HOW TO COMPLETE THIS TASK: Only the number is needed: how many lines of the entries below contain the word "Ordering".

Dataset entries:
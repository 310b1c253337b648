//! VM-exit trampoline
//!
//! Engines call [`vm_exit`] on every guest-to-host transition. On x86_64
//! Linux it enters a hand-written stub that saves rflags and all fifteen
//! general-purpose registers, calls a diagnostic hook on an aligned stack,
//! restores everything and returns. The hook only bumps a counter: it never
//! blocks and never touches session state.
//!
//! Other targets call the hook directly.

use std::sync::atomic::{AtomicU64, Ordering};

static VMEXIT_COUNT: AtomicU64 = AtomicU64::new(0);

extern "C" fn vmexit_hook() {
    VMEXIT_COUNT.fetch_add(1, Ordering::Relaxed);
}

#[cfg(all(target_arch = "x86_64", target_os = "linux"))]
mod stub {
    std::arch::global_asm!(
        ".text",
        ".globl hvport_vmexit_trampoline",
        ".type hvport_vmexit_trampoline, @function",
        "hvport_vmexit_trampoline:",
        "pushfq",
        "push rax",
        "push rbx",
        "push rcx",
        "push rdx",
        "push rsi",
        "push rdi",
        "push rbp",
        "push r8",
        "push r9",
        "push r10",
        "push r11",
        "push r12",
        "push r13",
        "push r14",
        "push r15",
        // 16-byte alignment for the call, plus 32 bytes of scratch
        "sub rsp, 40",
        "call {hook}",
        "add rsp, 40",
        "pop r15",
        "pop r14",
        "pop r13",
        "pop r12",
        "pop r11",
        "pop r10",
        "pop r9",
        "pop r8",
        "pop rbp",
        "pop rdi",
        "pop rsi",
        "pop rdx",
        "pop rcx",
        "pop rbx",
        "pop rax",
        "popfq",
        "ret",
        ".size hvport_vmexit_trampoline, . - hvport_vmexit_trampoline",
        hook = sym super::vmexit_hook,
    );

    extern "C" {
        pub fn hvport_vmexit_trampoline();
    }
}

/// Run the exit trampoline once.
#[cfg(all(target_arch = "x86_64", target_os = "linux"))]
pub fn vm_exit() {
    // SAFETY: the stub restores every register it touches and keeps the
    // stack balanced; the hook it calls is a plain extern "C" function.
    unsafe { stub::hvport_vmexit_trampoline() }
}

/// Run the exit trampoline once.
#[cfg(not(all(target_arch = "x86_64", target_os = "linux")))]
pub fn vm_exit() {
    vmexit_hook();
}

/// Number of exits seen by the trampoline since process start.
pub fn vmexit_count() -> u64 {
    VMEXIT_COUNT.load(Ordering::Relaxed)
}

#[cfg(test)]
mod tests {
    use super::*;

    #[test]
    fn test_vm_exit_counts() {
        let before = vmexit_count();
        vm_exit();
        vm_exit();
        assert!(vmexit_count() >= before + 2);
    }

    #[test]
    fn test_vm_exit_preserves_locals() {
        let values: Vec<u64> = (0..16).map(|i| i * 0x1111).collect();
        let sum_before: u64 = values.iter().sum();
        vm_exit();
        let sum_after: u64 = values.iter().sum();
        assert_eq!(sum_before, sum_after);
    }
}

COMPLETED EXERCISE: 3